By Lucas Ferreira · Science & Environment Writer
3 min read
University of Birmingham physicist Giovanni Barontini has reported a cold-atom experiment that measures a form of time without relying on a laboratory clock. The work, published in Physical Review Research, matters because it gives researchers a controlled way to test ideas about time that usually belong to quantum cosmology and gravity.
According to the University of Birmingham, Barontini built what the university described as a “mini-universe” using 24,000 ultracold atoms. The atoms were cooled to a few billionths of a degree above absolute zero and held in an isolated quantum system.
The experiment addresses a problem raised by theories such as the Wheeler-DeWitt equation, the university said. In that view, the universe has no external clock and can be treated as a single quantum state, so any sense of before and after must come from relationships inside the system.
How the experiment was set up
Barontini used two laser beams with different frequencies to create a thin barrier inside the atomic cloud, according to the University of Birmingham. That divided the system into an observed “bright” region and an unobserved “dark” region.
The university said the bright region repeatedly expanded and contracted, creating a laboratory analogue of expansion and collapse. In the experiment, researchers could reconstruct the order of events from changes inside the system rather than from a clock outside it.
Atoms were able to move between the bright and dark regions while the overall system remained sealed off from the outside, according to the university. Barontini’s paper reports that the relevant measure of time came from how the spread, or entropy, of atoms changed within the bright sector.
Entropic time
Barontini called the effect “entropic time,” according to the University of Birmingham. When the distribution of atoms in the bright region changed as atoms moved in or out, the system registered forward motion in this internal time; when the distribution did not change, that internal time stopped.
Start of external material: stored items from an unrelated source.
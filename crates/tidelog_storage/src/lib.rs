//! # tidelog storage
//!
//! Byte backends and log segment stores for tidelog.
//!
//! This crate provides the lowest-level storage abstraction used by the
//! recovery engine. Backends and segment stores are **opaque byte stores**:
//! they know nothing about log headers, entries or checkpoints.
//!
//! ## Design Principles
//!
//! - Backends are simple byte stores (read, append, flush, truncate)
//! - A segment store is an ordered set of backends keyed by log version
//! - No knowledge of the transaction log format
//! - Must be `Send + Sync` for concurrent access
//!
//! ## Available Implementations
//!
//! - [`InMemoryBackend`] / [`InMemorySegmentStore`] - For testing
//! - [`FileBackend`] / [`FileSegmentStore`] - One file per log version
//!
//! ## Example
//!
//! ```rust
//! use tidelog_storage::{InMemorySegmentStore, SegmentStore, StorageBackend};
//!
//! let store = InMemorySegmentStore::new();
//! let mut segment = store.create(0).unwrap();
//! segment.append(b"hello world").unwrap();
//!
//! let reader = store.open(0).unwrap();
//! assert_eq!(reader.read_at(6, 5).unwrap(), b"world");
//! assert_eq!(store.highest_version().unwrap(), Some(0));
//! ```

#![deny(unsafe_code)]
#![warn(missing_docs)]

mod backend;
mod error;
mod file;
mod file_segments;
mod memory;
mod memory_segments;
mod segments;

pub use backend::StorageBackend;
pub use error::{StorageError, StorageResult};
pub use file::FileBackend;
pub use file_segments::{FileSegmentStore, DEFAULT_SEGMENT_PREFIX};
pub use memory::InMemoryBackend;
pub use memory_segments::InMemorySegmentStore;
pub use segments::SegmentStore;
#[cfg(test)]
mod tests {
    use super::*;
    use crate::log::entry::{Command, CommandBatch};
    use crate::log::CommittedTransaction;
    use crate::recovery::completeness::IncompleteTransaction;
    use crate::recovery::locks::LockGroup;
    use crate::types::StoreId;
    use std::collections::BTreeMap;
    use tidelog_storage::{InMemorySegmentStore, SegmentStore, StorageBackend};

    #[derive(Default)]
    struct MapStorage {
        values: Mutex<BTreeMap<u64, Vec<u8>>>,
        journal: Mutex<Vec<(u64, ApplicationMode)>>,
        metadata: Mutex<TransactionMetadata>,
        rolled_back: Mutex<Vec<u64>>,
    }

    impl StorageEngine for MapStorage {
        fn apply(&self, tx: &CommittedTransaction, mode: ApplicationMode) -> CoreResult<()> {
            let mut values = self.values.lock();
            match mode {
                ApplicationMode::Recovery => {
                    for command in tx.commands() {
                        match &command.after {
                            Some(after) => values.insert(command.entity, after.clone()),
                            None => values.remove(&command.entity),
                        };
                    }
                }
                ApplicationMode::ReverseRecovery => {
                    for command in tx.commands().rev() {
                        match &command.before {
                            Some(before) => values.insert(command.entity, before.clone()),
                            None => values.remove(&command.entity),
                        };
                    }
                }
            }
            self.journal.lock().push((tx.tx_id.as_u64(), mode));
            Ok(())
        }

        fn lock_recovery_commands(
            &self,
            tx: &CommittedTransaction,
            locks: &mut LockGroup,
            _mode: ApplicationMode,
        ) -> CoreResult<()> {
            for entity in tx.entities() {
                locks.acquire(entity);
            }
            Ok(())
        }

        fn rollback_incomplete(&self, tx: &IncompleteTransaction) -> CoreResult<()> {
            self.rolled_back.lock().push(tx.tx_id.as_u64());
            Ok(())
        }

        fn metadata(&self) -> CoreResult<TransactionMetadata> {
            Ok(*self.metadata.lock())
        }

        fn set_recovered_metadata(&self, metadata: TransactionMetadata) -> CoreResult<()> {
            *self.metadata.lock() = metadata;
            Ok(())
        }

        fn flush(&self) -> CoreResult<()> {
            Ok(())
        }
    }

    struct Fixture {
        _dir: tempfile::TempDir,
        store: Arc<InMemorySegmentStore>,
        files: LogFiles,
        storage: Arc<MapStorage>,
        log_dir: PathBuf,
    }

    impl Fixture {
        fn new() -> Self {
            let dir = tempfile::tempdir().unwrap();
            let store = Arc::new(InMemorySegmentStore::new());
            Self {
                log_dir: dir.path().to_path_buf(),
                _dir: dir,
                files: LogFiles::new(store.clone(), StoreId::random()),
                store,
                storage: Arc::new(MapStorage::default()),
            }
        }

        fn writer(&self) -> LogWriter {
            LogWriter::create(self.files.clone(), 0, LogConfig::default()).unwrap()
        }

        fn recovery(&self, config: RecoveryConfig) -> Recovery {
            Recovery::new(
                RecoveryContext::new(self.files.clone(), self.storage.clone(), &self.log_dir)
                    .with_config(config),
            )
        }
    }

    fn put(writer: &mut LogWriter, tx: u64, entity: u64, before: Option<u8>, after: u8) {
        let tx_id = TransactionId::new(tx);
        let command = match before {
            Some(before) => Command::update(entity, vec![before], vec![after]),
            None => Command::create(entity, vec![after]),
        };
        writer
            .append_transaction(tx_id, &[CommandBatch::single(tx_id, vec![command])])
            .unwrap();
    }

    #[test]
    fn clean_log_needs_no_recovery() {
        let fx = Fixture::new();
        let mut writer = fx.writer();
        writer.append_checkpoint(TransactionId::new(0), "clean").unwrap();

        let recovery = fx.recovery(RecoveryConfig::default());
        let outcome = recovery.run().unwrap();
        assert!(!outcome.recovery_performed);
        assert_eq!(recovery.state(), RecoveryState::NotRequired);
    }

    #[test]
    fn replays_and_checkpoints() {
        let fx = Fixture::new();
        let mut writer = fx.writer();
        put(&mut writer, 1, 10, None, 1);
        put(&mut writer, 2, 10, Some(1), 2);
        put(&mut writer, 3, 11, None, 3);

        let recovery = fx.recovery(RecoveryConfig::default());
        let outcome = recovery.run().unwrap();
        assert_eq!(recovery.state(), RecoveryState::Complete);
        assert_eq!(outcome.reversed_transactions, 3);
        assert_eq!(outcome.recovered_transactions, 3);
        assert_eq!(outcome.last_recovered_tx, Some(TransactionId::new(3)));

        let values = fx.storage.values.lock().clone();
        assert_eq!(values[&10], vec![2]);
        assert_eq!(values[&11], vec![3]);

        let modes: Vec<_> = fx.storage.journal.lock().iter().map(|(id, _)| *id).collect();
        assert_eq!(modes, vec![3, 2, 1, 1, 2, 3]);

        let metadata = *fx.storage.metadata.lock();
        assert_eq!(metadata.last_committed_tx, TransactionId::new(3));
        assert_eq!(metadata.last_closed_position, LogPosition::new(0, fx.store.segment_size(0).unwrap()));

        let tail = recovery.tail_state().unwrap();
        assert!(!tail.is_recovery_required());
        assert_eq!(tail.last_checkpoint.unwrap().reason, RECOVERY_COMPLETED_REASON);
    }

    #[test]
    fn torn_tail_truncated_and_incomplete_rolled_back() {
        let fx = Fixture::new();
        let mut writer = fx.writer();
        put(&mut writer, 1, 10, None, 1);
        writer.append(&LogEntry::start(TransactionId::new(2), 0)).unwrap();
        put(&mut writer, 3, 11, None, 3);
        let keep = writer.position().unwrap();
        fx.store.open(0).unwrap().append(&[2, 50, 0]).unwrap();

        let outcome = fx.recovery(RecoveryConfig::default()).run().unwrap();
        assert_eq!(outcome.recovered_transactions, 2);
        assert_eq!(outcome.rolled_back, vec![TransactionId::new(2)]);
        assert_eq!(outcome.truncated_at, Some(keep));
        assert!(outcome.archive.as_ref().unwrap().exists());
        assert_eq!(*fx.storage.rolled_back.lock(), vec![2]);

        // Rollback marker then checkpoint follow the truncation point.
        let mut reader = fx.files.reader(0, Some(keep.byte_offset)).unwrap();
        let rollback = reader.next_entry().unwrap().unwrap();
        assert!(matches!(rollback.entry, LogEntry::Rollback { tx_id, .. } if tx_id == TransactionId::new(2)));
        let checkpoint = reader.next_entry().unwrap().unwrap();
        assert!(matches!(checkpoint.entry, LogEntry::Checkpoint { .. }));
        assert!(reader.next_entry().unwrap().is_none());
    }

    #[test]
    fn garbage_fails_when_strict() {
        let fx = Fixture::new();
        let mut writer = fx.writer();
        put(&mut writer, 1, 10, None, 1);
        let size = fx.store.segment_size(0).unwrap();
        fx.store.open(0).unwrap().append(&[0, 0, 0, 9, 9]).unwrap();

        let recovery = fx.recovery(RecoveryConfig::default());
        let err = recovery.run().unwrap_err();
        assert!(err.to_string().contains("fail_on_corrupted_logs = false"));
        assert_eq!(recovery.state(), RecoveryState::Failed);
        assert_eq!(fx.store.segment_size(0).unwrap(), size + 5);
    }

    #[test]
    fn canceled_run_leaves_log_alone() {
        let fx = Fixture::new();
        let mut writer = fx.writer();
        put(&mut writer, 1, 10, None, 1);
        let size = fx.store.segment_size(0).unwrap();

        let cancellation = Arc::new(RecoveryCancellation::new());
        cancellation.cancel();
        let recovery = Recovery::new(
            RecoveryContext::new(fx.files.clone(), fx.storage.clone(), &fx.log_dir)
                .with_cancellation(cancellation),
        );
        assert!(matches!(recovery.run(), Err(CoreError::RecoveryCanceled)));
        assert_eq!(fx.store.segment_size(0).unwrap(), size);
        assert!(fx.storage.journal.lock().is_empty());
    }

    #[test]
    fn fresh_store_gets_initial_segment() {
        let fx = Fixture::new();
        let outcome = fx.recovery(RecoveryConfig::default()).run().unwrap();
        assert!(!outcome.recovery_performed);
        assert_eq!(fx.files.versions().unwrap(), vec![0]);
    }

    #[test]
    fn missing_logs_for_used_store() {
        let fx = Fixture::new();
        *fx.storage.metadata.lock() = TransactionMetadata {
            last_committed_tx: TransactionId::new(42),
            checksum: 7,
            last_closed_position: LogPosition::new(3, 900),
        };

        assert!(matches!(
            fx.recovery(RecoveryConfig::default()).run(),
            Err(CoreError::LogsMissing)
        ));

        let outcome = fx
            .recovery(RecoveryConfig::default().fail_on_missing_logs(false))
            .run()
            .unwrap();
        assert_eq!(outcome.checkpoint_position, Some(LogPosition::new(3, 64)));
        assert_eq!(fx.files.versions().unwrap(), vec![3]);
        assert_eq!(fx.storage.metadata.lock().last_closed_position, LogPosition::new(3, 64));
    }

    #[test]
    fn parallel_forward_pass_matches_sequential() {
        let fx = Fixture::new();
        let mut writer = fx.writer();
        for tx in 1..=20 {
            put(&mut writer, tx, tx % 4, None, tx as u8);
        }

        let config = RecoveryConfig::default().parallel_recovery(true).parallel_workers(4);
        let outcome = fx.recovery(config).run().unwrap();
        assert_eq!(outcome.recovered_transactions, 20);

        let values = fx.storage.values.lock().clone();
        assert_eq!(values[&0], vec![20]);
        assert_eq!(values[&1], vec![17]);
        assert_eq!(values[&2], vec![18]);
        assert_eq!(values[&3], vec![19]);
    }
}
The university said the experiment showed three features of this form of time:
- It moved in a single direction, giving the system an arrow of time.
- It placed events in the correct order even as the bright region expanded and contracted.
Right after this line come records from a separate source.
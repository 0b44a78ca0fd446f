//! A storage engine that records what recovery did to it.
//!
//! Entities are a map from id to bytes. Applying a transaction in
//! [`ApplicationMode::Recovery`] writes each command's after image in
//! order; [`ApplicationMode::ReverseRecovery`] writes the before images in
//! reverse order. Absent images remove the entity.

use parking_lot::Mutex;
use std::collections::BTreeMap;
use std::time::Duration;
use tidelog_core::recovery::IncompleteTransaction;
use tidelog_core::{
    ApplicationMode, CommittedTransaction, CoreError, CoreResult, LockGroup, StorageEngine,
    TransactionId, TransactionMetadata,
};

type DelayFn = Box<dyn Fn(TransactionId) -> Duration + Send + Sync>;

/// In-memory [`StorageEngine`] with journals and failure injection.
#[derive(Default)]
pub struct RecordingStorageEngine {
    values: Mutex<BTreeMap<u64, Vec<u8>>>,
    applied: Mutex<Vec<(TransactionId, ApplicationMode)>>,
    lock_order: Mutex<Vec<TransactionId>>,
    rolled_back: Mutex<Vec<TransactionId>>,
    metadata: Mutex<TransactionMetadata>,
    flushes: Mutex<u64>,
    fail_on: Mutex<Option<TransactionId>>,
    delay: Option<DelayFn>,
}

impl RecordingStorageEngine {
    /// Creates an empty engine.
    pub fn new() -> Self {
        Self::default()
    }

    /// Starts with `metadata` already stored.
    pub fn with_metadata(self, metadata: TransactionMetadata) -> Self {
        *self.metadata.lock() = metadata;
        self
    }

    /// Starts with entity values already stored.
    pub fn with_values(self, values: BTreeMap<u64, Vec<u8>>) -> Self {
        *self.values.lock() = values;
        self
    }

    /// Sleeps for `delay(tx_id)` inside every forward apply.
    pub fn with_apply_delay(
        mut self,
        delay: impl Fn(TransactionId) -> Duration + Send + Sync + 'static,
    ) -> Self {
        self.delay = Some(Box::new(delay));
        self
    }

    /// Makes applying `tx_id` fail.
    pub fn fail_on(&self, tx_id: TransactionId) {
        *self.fail_on.lock() = Some(tx_id);
    }

    /// Current entity values.
    pub fn values(&self) -> BTreeMap<u64, Vec<u8>> {
        self.values.lock().clone()
    }

    /// Current value of one entity.
    pub fn value(&self, entity: u64) -> Option<Vec<u8>> {
        self.values.lock().get(&entity).cloned()
    }

    /// Every completed apply, in completion order.
    pub fn applied(&self) -> Vec<(TransactionId, ApplicationMode)> {
        self.applied.lock().clone()
    }

    /// Transactions applied in `mode`, in completion order.
    pub fn applied_in(&self, mode: ApplicationMode) -> Vec<TransactionId> {
        self.applied
            .lock()
            .iter()
            .filter(|(_, m)| *m == mode)
            .map(|(tx_id, _)| *tx_id)
            .collect()
    }

    /// Transactions in the order their locks were taken.
    pub fn lock_order(&self) -> Vec<TransactionId> {
        self.lock_order.lock().clone()
    }

    /// Incomplete transactions rolled back.
    pub fn rolled_back(&self) -> Vec<TransactionId> {
        self.rolled_back.lock().clone()
    }

    /// Stored metadata.
    pub fn stored_metadata(&self) -> TransactionMetadata {
        *self.metadata.lock()
    }

    /// Number of flushes.
    pub fn flush_count(&self) -> u64 {
        *self.flushes.lock()
    }

    /// Forgets the journals, keeping values and metadata.
    pub fn clear_journals(&self) {
        self.applied.lock().clear();
        self.lock_order.lock().clear();
        self.rolled_back.lock().clear();
    }
}

impl StorageEngine for RecordingStorageEngine {
    fn apply(&self, tx: &CommittedTransaction, mode: ApplicationMode) -> CoreResult<()> {
        if *self.fail_on.lock() == Some(tx.tx_id) {
            return Err(CoreError::apply(tx.tx_id, "injected failure"));
        }

        if mode == ApplicationMode::Recovery {
            if let Some(delay) = &self.delay {
                std::thread::sleep(delay(tx.tx_id));
            }
        }

        {
            let mut values = self.values.lock();
            let mut write = |entity: u64, image: &Option<Vec<u8>>| match image {
                Some(bytes) => {
                    values.insert(entity, bytes.clone());
                }
                None => {
                    values.remove(&entity);
                }
            };
            match mode {
                ApplicationMode::Recovery => {
                    for command in tx.commands() {
                        write(command.entity, &command.after);
                    }
                }
                ApplicationMode::ReverseRecovery => {
                    for command in tx.commands().rev() {
                        write(command.entity, &command.before);
                    }
                }
            }
        }

        self.applied.lock().push((tx.tx_id, mode));
        Ok(())
    }

    fn lock_recovery_commands(
        &self,
        tx: &CommittedTransaction,
        locks: &mut LockGroup,
        _mode: ApplicationMode,
    ) -> CoreResult<()> {
        for entity in tx.entities() {
            locks.acquire(entity);
        }
        self.lock_order.lock().push(tx.tx_id);
        Ok(())
    }

    fn rollback_incomplete(&self, tx: &IncompleteTransaction) -> CoreResult<()> {
        self.rolled_back.lock().push(tx.tx_id);
        Ok(())
    }

    fn metadata(&self) -> CoreResult<TransactionMetadata> {
        Ok(*self.metadata.lock())
    }

    fn set_recovered_metadata(&self, metadata: TransactionMetadata) -> CoreResult<()> {
        *self.metadata.lock() = metadata;
        Ok(())
    }

    fn flush(&self) -> CoreResult<()> {
        *self.flushes.lock() += 1;
        Ok(())
    }
}

impl std::fmt::Debug for RecordingStorageEngine {
    fn fmt(&self, f: &mut std::fmt::Formatter<'_>) -> std::fmt::Result {
        f.debug_struct("RecordingStorageEngine")
            .field("entities", &self.values.lock().len())
            .field("applied", &self.applied.lock().len())
            .finish_non_exhaustive()
    }
}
- It changed pace depending on how entropy shifted through the system.
Barontini said in the university statement that some theories, especially in quantum gravity, do not treat time as a built-in feature, even though daily experience runs from past to future. He said the study provides controlled experimental evidence that time can be defined through changes within a system rather than by an external ticking clock.
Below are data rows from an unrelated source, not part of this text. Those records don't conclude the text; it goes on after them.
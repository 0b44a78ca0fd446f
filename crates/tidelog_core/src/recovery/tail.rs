//! Log tail scanning.
//!
//! The scanner walks segments from the newest down until it finds a
//! checkpoint, classifying the tail on the way, then reads forward from
//! that checkpoint to see whether anything was committed after it.

use crate::error::{CoreError, CoreResult};
use crate::log::entry::LogEntry;
use crate::log::files::LogFiles;
use crate::log::reader::StreamEnd;
use crate::types::{LogPosition, StoreId, TransactionId};
use once_cell::sync::OnceCell;

/// A checkpoint found in the log.
#[derive(Debug, Clone, PartialEq, Eq)]
pub struct CheckpointInfo {
    /// Position recovery may resume from.
    pub position: LogPosition,
    /// Where the checkpoint entry itself begins.
    pub entry_position: LogPosition,
    /// Last transaction applied when the checkpoint was taken.
    pub last_tx_id: TransactionId,
    /// Wall clock time in milliseconds.
    pub timestamp: u64,
    /// Why the checkpoint was taken.
    pub reason: String,
}

/// What the scanner learned about the log tail.
#[derive(Debug, Clone, PartialEq, Eq)]
pub struct LogTailState {
    /// Most recent checkpoint, if any survives.
    pub last_checkpoint: Option<CheckpointInfo>,
    /// First transaction committed (or, failing that, started) after the
    /// checkpoint.
    pub first_tx_id_after_checkpoint: Option<TransactionId>,
    /// Whether any transaction started or committed after the checkpoint.
    pub commits_after_checkpoint: bool,
    /// Number of commits after the checkpoint.
    pub transactions_after_checkpoint: u64,
    /// Lowest version the backward scan reached.
    pub oldest_version_scanned: Option<u64>,
    /// Lowest existing version.
    pub lowest_version: Option<u64>,
    /// Highest existing version.
    pub highest_version: Option<u64>,
    /// Just past the last readable entry of the highest segment.
    pub end_position: LogPosition,
    /// Whether damaged or incomplete data was found.
    pub corrupted: bool,
    /// Where the first damage was found.
    pub corruption_position: Option<LogPosition>,
    /// Whether there are no log segments at all.
    pub logs_missing: bool,
    /// Identity of the store the log belongs to.
    pub store_id: StoreId,
}

impl LogTailState {
    fn missing(store_id: StoreId) -> Self {
        Self {
            last_checkpoint: None,
            first_tx_id_after_checkpoint: None,
            commits_after_checkpoint: false,
            transactions_after_checkpoint: 0,
            oldest_version_scanned: None,
            lowest_version: None,
            highest_version: None,
            end_position: LogPosition::UNSPECIFIED,
            corrupted: false,
            corruption_position: None,
            logs_missing: true,
            store_id,
        }
    }

    /// Whether recovery has anything to do.
    #[must_use]
    pub const fn is_recovery_required(&self) -> bool {
        self.corrupted || self.logs_missing || self.commits_after_checkpoint
    }
}

/// Result of scanning one segment.
#[derive(Debug, Clone, PartialEq, Eq)]
pub enum ScanOutcome {
    /// No checkpoint here; keep going to older segments.
    Continue,
    /// The segment's latest checkpoint.
    CheckpointFound(CheckpointInfo),
    /// The segment is damaged at `at`. A checkpoint read before the damage
    /// is still usable.
    Corrupted {
        /// Where the damage starts.
        at: LogPosition,
        /// Latest checkpoint before the damage.
        checkpoint: Option<CheckpointInfo>,
    },
}

#[derive(Debug, Default)]
struct AfterCheckpoint {
    first_start: Option<TransactionId>,
    first_commit: Option<TransactionId>,
    commits: u64,
}

/// Scans the log tail once and remembers the result.
#[derive(Debug)]
pub struct LogTailScanner {
    files: LogFiles,
    fail_on_corrupted_logs: bool,
    state: OnceCell<LogTailState>,
}

impl LogTailScanner {
    /// Creates a scanner. Nothing is read until [`Self::tail_state`].
    #[must_use]
    pub fn new(files: LogFiles, fail_on_corrupted_logs: bool) -> Self {
        Self {
            files,
            fail_on_corrupted_logs,
            state: OnceCell::new(),
        }
    }

    /// Scans the tail on first use and returns the cached state afterwards.
    ///
    /// # Errors
    ///
    /// Returns [`CoreError::UnableToRecover`] for damaged segments when
    /// failing on corruption, [`CoreError::StoreIdMismatch`] for foreign
    /// segments, and any I/O error.
    pub fn tail_state(&self) -> CoreResult<&LogTailState> {
        self.state.get_or_try_init(|| self.scan())
    }

    fn scan(&self) -> CoreResult<LogTailState> {
        let versions = self.files.versions()?;
        let (Some(&lowest), Some(&highest)) = (versions.first(), versions.last()) else {
            tracing::info!("no transaction log segments found");
            return Ok(LogTailState::missing(self.files.store_id()));
        };

        let mut checkpoint = None;
        let mut corruption = None;
        let mut oldest_scanned = highest;
        let mut end_position = LogPosition::UNSPECIFIED;

        for &version in versions.iter().rev() {
            oldest_scanned = version;
            let (outcome, end) = self.scan_segment(version, version == highest)?;
            if version == highest {
                end_position = end;
            }

            match outcome {
                ScanOutcome::Continue => {}
                ScanOutcome::CheckpointFound(found) => {
                    checkpoint = Some(found);
                    break;
                }
                ScanOutcome::Corrupted { at, checkpoint: found } => {
                    corruption = Some(at);
                    if found.is_some() {
                        checkpoint = found;
                        break;
                    }
                }
            }
        }

        let from = match &checkpoint {
            Some(found) => found.position,
            None => self.files.first_entry_position(lowest)?,
        };
        let after = self.scan_after(from, corruption)?;

        let state = LogTailState {
            first_tx_id_after_checkpoint: after.first_commit.or(after.first_start),
            commits_after_checkpoint: after.first_start.is_some() || after.commits > 0,
            transactions_after_checkpoint: after.commits,
            last_checkpoint: checkpoint,
            oldest_version_scanned: Some(oldest_scanned),
            lowest_version: Some(lowest),
            highest_version: Some(highest),
            end_position,
            corrupted: corruption.is_some(),
            corruption_position: corruption,
            logs_missing: false,
            store_id: self.files.store_id(),
        };

        tracing::debug!(
            checkpoint = ?state.last_checkpoint.as_ref().map(|c| c.position),
            commits = state.transactions_after_checkpoint,
            corrupted = state.corrupted,
            "scanned log tail"
        );
        Ok(state)
    }

    /// Reads one segment, returning its outcome and where reading stopped.
    fn scan_segment(&self, version: u64, is_highest: bool) -> CoreResult<(ScanOutcome, LogPosition)> {
        let mut reader = self.files.reader(version, None)?;
        let mut latest = None;

        loop {
            match reader.next_entry() {
                Ok(Some(positioned)) => {
                    if let LogEntry::Checkpoint {
                        position,
                        last_tx_id,
                        timestamp,
                        reason,
                    } = positioned.entry
                    {
                        latest = Some(CheckpointInfo {
                            position,
                            entry_position: positioned.position,
                            last_tx_id,
                            timestamp,
                            reason,
                        });
                    }
                }
                Ok(None) => break,
                Err(e) if e.is_corruption() => {
                    let at = reader.entry_position();
                    return Ok((self.corrupted(e, at, latest)?, at));
                }
                Err(e) => return Err(e),
            }
        }

        let end = reader.entry_position();
        if reader.stream_end() == Some(StreamEnd::Truncated) {
            if is_highest {
                tracing::warn!(%end, "transaction log ends with an incomplete entry");
                return Ok((ScanOutcome::Corrupted { at: end, checkpoint: latest }, end));
            }
            let e = CoreError::log_corruption(end, "incomplete entry before the last log segment");
            return Ok((self.corrupted(e, end, latest)?, end));
        }

        Ok((latest.map_or(ScanOutcome::Continue, ScanOutcome::CheckpointFound), end))
    }

    fn corrupted(
        &self,
        error: CoreError,
        at: LogPosition,
        checkpoint: Option<CheckpointInfo>,
    ) -> CoreResult<ScanOutcome> {
        if self.fail_on_corrupted_logs {
            return Err(CoreError::unable_to_recover(error));
        }
        tracing::warn!(%at, error = %error, "transaction log is corrupted");
        Ok(ScanOutcome::Corrupted { at, checkpoint })
    }

    /// Reads forward from `from` up to the damage, if any.
    fn scan_after(&self, from: LogPosition, bound: Option<LogPosition>) -> CoreResult<AfterCheckpoint> {
        let mut after = AfterCheckpoint::default();
        let versions = self
            .files
            .versions()?
            .into_iter()
            .filter(|&v| v >= from.segment_version)
            .filter(|&v| bound.map_or(true, |b| v <= b.segment_version));

        for version in versions {
            let start = (version == from.segment_version).then_some(from.byte_offset);
            let mut reader = self.files.reader(version, start)?;
            if let Some(b) = bound.filter(|b| b.segment_version == version) {
                reader = reader.with_limit(b.byte_offset);
            }

            loop {
                match reader.next_entry() {
                    Ok(Some(positioned)) => match positioned.entry {
                        LogEntry::Start { tx_id, .. } => {
                            after.first_start.get_or_insert(tx_id);
                        }
                        LogEntry::Commit { tx_id, .. } => {
                            after.first_commit.get_or_insert(tx_id);
                            after.commits += 1;
                        }
                        _ => {}
                    },
                    Ok(None) => break,
                    // Already classified by the backward scan.
                    Err(e) if e.is_corruption() => break,
                    Err(e) => return Err(e),
                }
            }
        }

        Ok(after)
    }
}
According to the university, the study also showed that a version of the Schrödinger equation can be written using entropic time. That means researchers can still make predictions about how a quantum system’s probability cloud changes.
The University of Birmingham said the approach creates a test bed for ideas about quantum cosmology and gravity. The university said future extensions could involve more complex systems, laboratory studies linked to Big Bang and Big Crunch physics, simulations of black holes, or tests of competing explanations for how time emerges.
This story draws on original reporting from Phys.org.